Ketentuan hukum acara perdata yang sudah ada sejak zaman Belanda, HIR (Herziene Indonesische Reglement), tidak banyak mengatur soal sita jaminan. Yang dijadikan acuan pokok adalah pasal 227, sebuah pasal yang terdiri dari lima ayat.

 

Menurut ketentuan ini, sebelum menetapkan sita, hakim harus benar-benar memastikan (i) adanya persangkaan yang beralasan (ii) tergugat akan menggelapkan barang-barangnya (iii) dengan maksud menjauhkan barang-barang itu dari kepentingan tergugat (iv) sebelum putusan berkekuatan hukum tetap.

 

Wewenang hakim

Lalu, siapakah yang berwenang menilai adanya persangkaan yang beralasan itu? Siapakah yang menilai Goenawan Mohamad, misalnya, akan mengalihkan rumahnya ke pihak ketiga? Hal ini penting untuk menentukan posisi hakim dalam mencari fakta yang digunakan untuk mendukung adanya persangkaan bahwa tergugat akan mengalihkan hartanya.

 

Yahya Harahap punya jawaban tegas atas pertanyaan itu: hakim-lah yang berwenang dan berhak, bukan penggugat. Memang, tergugat punya hak mengajukan fakta tentang adanya persangkaan itu, tetapi penilaian akhirnya terletak di tangan majelis hakim.

 

Meskipun demikian, hakim sedapat mungkin melepaskan diri dari teori dan penerapan formil hukum acara. Dugaan tergugat mengalihkan hartanya harus diuji hakim melalui sejumlah fakta dan petunjuk. Menurut Yahya, tanpa fakta atau petunjuk, permohonan sita harus ditolak hakim.

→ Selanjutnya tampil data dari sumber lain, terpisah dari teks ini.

//! FHIR CodeSystem enumeration types.
//!
//! This module provides enum representations for the coded values a generated
//! CodeSystem carries: hierarchy meaning, content mode, publication status and
//! property type.

use std::str::FromStr;

/// Error returned when a code does not match any known enum value.
#[derive(Debug, Clone, PartialEq, Eq)]
pub struct UnknownCodeError {
    /// The kind of value that was being parsed (e.g. "hierarchy meaning").
    pub kind: &'static str,
    /// The code that was not recognized.
    pub code: String,
}

impl std::fmt::Display for UnknownCodeError {
    fn fmt(&self, f: &mut std::fmt::Formatter<'_>) -> std::fmt::Result {
        write!(f, "unknown {}: '{}'", self.kind, self.code)
    }
}

impl std::error::Error for UnknownCodeError {}

/// The meaning of the hierarchy of concepts in a CodeSystem.
///
/// # Examples
///
/// ```
/// use claml_types::HierarchyMeaning;
///
/// let meaning = HierarchyMeaning::from_code("part-of");
/// assert_eq!(meaning, Some(HierarchyMeaning::PartOf));
/// assert_eq!(HierarchyMeaning::default().as_code(), "is-a");
/// ```
#[derive(Debug, Clone, Copy, PartialEq, Eq, Hash, Default)]
#[cfg_attr(feature = "serde", derive(serde::Serialize, serde::Deserialize))]
#[cfg_attr(feature = "serde", serde(rename_all = "kebab-case"))]
pub enum HierarchyMeaning {
    /// Children are subtypes of their parent.
    #[default]
    IsA,
    /// Children are components of their parent.
    PartOf,
    /// Children are grouped under their parent for convenience.
    GroupedBy,
    /// Children are classified under their parent.
    ClassifiedWith,
}

impl HierarchyMeaning {
    /// All hierarchy meanings, in declaration order.
    pub const ALL: [Self; 4] = [Self::IsA, Self::PartOf, Self::GroupedBy, Self::ClassifiedWith];

    /// Creates a HierarchyMeaning from its FHIR code.
    ///
    /// Returns `None` if the code is not recognized.
    pub fn from_code(code: &str) -> Option<Self> {
        match code {
            "is-a" => Some(Self::IsA),
            "part-of" => Some(Self::PartOf),
            "grouped-by" => Some(Self::GroupedBy),
            "classified-with" => Some(Self::ClassifiedWith),
            _ => None,
        }
    }

    /// Returns the FHIR code for this hierarchy meaning.
    pub fn as_code(self) -> &'static str {
        match self {
            Self::IsA => "is-a",
            Self::PartOf => "part-of",
            Self::GroupedBy => "grouped-by",
            Self::ClassifiedWith => "classified-with",
        }
    }
}

impl FromStr for HierarchyMeaning {
    type Err = UnknownCodeError;

    fn from_str(s: &str) -> Result<Self, Self::Err> {
        Self::from_code(s).ok_or_else(|| UnknownCodeError {
            kind: "hierarchy meaning",
            code: s.to_string(),
        })
    }
}

/// The extent of the content of a CodeSystem.
///
/// The value is carried through to the output and does not change the
/// transformation itself.
///
/// # Examples
///
/// ```
/// use claml_types::ContentMode;
///
/// let mode: ContentMode = "fragment".parse().unwrap();
/// assert_eq!(mode, ContentMode::Fragment);
/// assert_eq!(ContentMode::default(), ContentMode::Complete);
/// ```
#[derive(Debug, Clone, Copy, PartialEq, Eq, Hash, Default)]
#[cfg_attr(feature = "serde", derive(serde::Serialize, serde::Deserialize))]
#[cfg_attr(feature = "serde", serde(rename_all = "kebab-case"))]
pub enum ContentMode {
    /// None of the concepts are present.
    NotPresent,
    /// A few representative concepts are included.
    Example,
    /// A subset of the concepts is included.
    Fragment,
    /// All concepts are included.
    #[default]
    Complete,
    /// The resource supplements another code system.
    Supplement,
}

impl ContentMode {
    /// All content modes, in declaration order.
    pub const ALL: [Self; 5] = [
        Self::NotPresent,
        Self::Example,
        Self::Fragment,
        Self::Complete,
        Self::Supplement,
    ];

    /// Creates a ContentMode from its FHIR code.
    ///
    /// Returns `None` if the code is not recognized.
    pub fn from_code(code: &str) -> Option<Self> {
        match code {
            "not-present" => Some(Self::NotPresent),
            "example" => Some(Self::Example),
            "fragment" => Some(Self::Fragment),
            "complete" => Some(Self::Complete),
            "supplement" => Some(Self::Supplement),
            _ => None,
        }
    }

    /// Returns the FHIR code for this content mode.
    pub fn as_code(self) -> &'static str {
        match self {
            Self::NotPresent => "not-present",
            Self::Example => "example",
            Self::Fragment => "fragment",
            Self::Complete => "complete",
            Self::Supplement => "supplement",
        }
    }
}

impl FromStr for ContentMode {
    type Err = UnknownCodeError;

    fn from_str(s: &str) -> Result<Self, Self::Err> {
        Self::from_code(s).ok_or_else(|| UnknownCodeError {
            kind: "content mode",
            code: s.to_string(),
        })
    }
}

/// Publication status of a CodeSystem.
///
/// Generated resources are always drafts.
#[derive(Debug, Clone, Copy, PartialEq, Eq, Hash, Default)]
#[cfg_attr(feature = "serde", derive(serde::Serialize, serde::Deserialize))]
#[cfg_attr(feature = "serde", serde(rename_all = "kebab-case"))]
pub enum PublicationStatus {
    /// Not yet ready for use.
    #[default]
    Draft,
    /// Ready for use.
    Active,
    /// Withdrawn.
    Retired,
    /// Status is not known.
    Unknown,
}

/// Value type of a CodeSystem property.
#[derive(Debug, Clone, Copy, PartialEq, Eq, Hash)]
#[cfg_attr(feature = "serde", derive(serde::Serialize, serde::Deserialize))]
#[cfg_attr(feature = "serde", serde(rename_all = "camelCase"))]
pub enum PropertyType {
    /// A code defined in this code system.
    Code,
    /// A code from another code system.
    Coding,
    /// Free text.
    String,
    /// An integer value.
    Integer,
    /// A boolean value.
    Boolean,
}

Dan yang pasti, fakta dan petunjuk itu harus benar-benar masuk akal.

 

Dalam kasus penyitaan terhadap rumah Goenawan Mohamad, tim kuasa hukum penggugat meminta sita jaminan dengan argumen tersendiri. Yaitu 'agar gugatan penggugat tidak menjadi sia-sia (ilusionis) serta dikhawatirkan adanya upaya para tergugat melepaskan diri dari kewajibannya untuk membayar ganti kerugian yang diputuskan oleh pengadilan' (poin ke-24 dalam gugatan sebelum revisi). 

 

Uniknya, dalam berkas gugatan awal, penggugat tidak menyinggung sama sekali sita terhadap rumah Goenawan di Jalan Tanah Mas II-B. Yang ada adalah permohonan sita atas sebidang tanah berikut bangunan di atasnya di Jalan Pramuka Sari III No. 15 Rawamangun, dan kantor harian Koran Tempo. Tetapi gugatan itu kemudian dicabut dan direvisi.

 

Tiga surat edaran

MA sendiri tampaknya sudah sering dipusingkan urusan sita jaminan ini. Tengok saja pertimbangan keluarnya Surat Edaran No. 5/1975, yang  ditandatangani Ketua MA Oemar Seno Adji. MA harus mengeluarkan surat edaran baru karena "masih terdapat kesalahan-kesalahan mengenai penerapan lembaga sita jaminan, baik yang berhubungan dengan syarat-syarat yang diberikan oleh undang-undang maupun dalam cara pelaksanaannya".

 

Betapa tidak, MA sudah dua kali mengeluarkan surat petunjuk untuk mengatur hal yang sama, yaitu SEMA tertanggal 7 November 1954 dan surat tertanggal 21 November 1955.

 

Dalam Surat Edaran No. 5/1975, MA kembali mengingatkan agar hakim berhati-hati dalam meletakkan sita jaminan, dan jangan mengabaikan syarat-syarat yang ditentukan pasal 227 HIR/261 RBg.

 

Pada bagian akhir SEMA No. 5/1975, Ketua MA Oemar Seno Adji menulis sebuah harapan: "Diharapkan bahwa di kemudian hari dengan adanya surat edaran ini tidak akan terjadi lagi hal-hal yang tidak diinginkan". 

 

Sayang, harapan almarhum Oemar Seno Adji itu tidak menjadi kenyataan. Wewenang mutlak hakim sepertinya mengalahkan semua harapan dan acuan yang ada di surat-surat edaran Mahkamah Agung.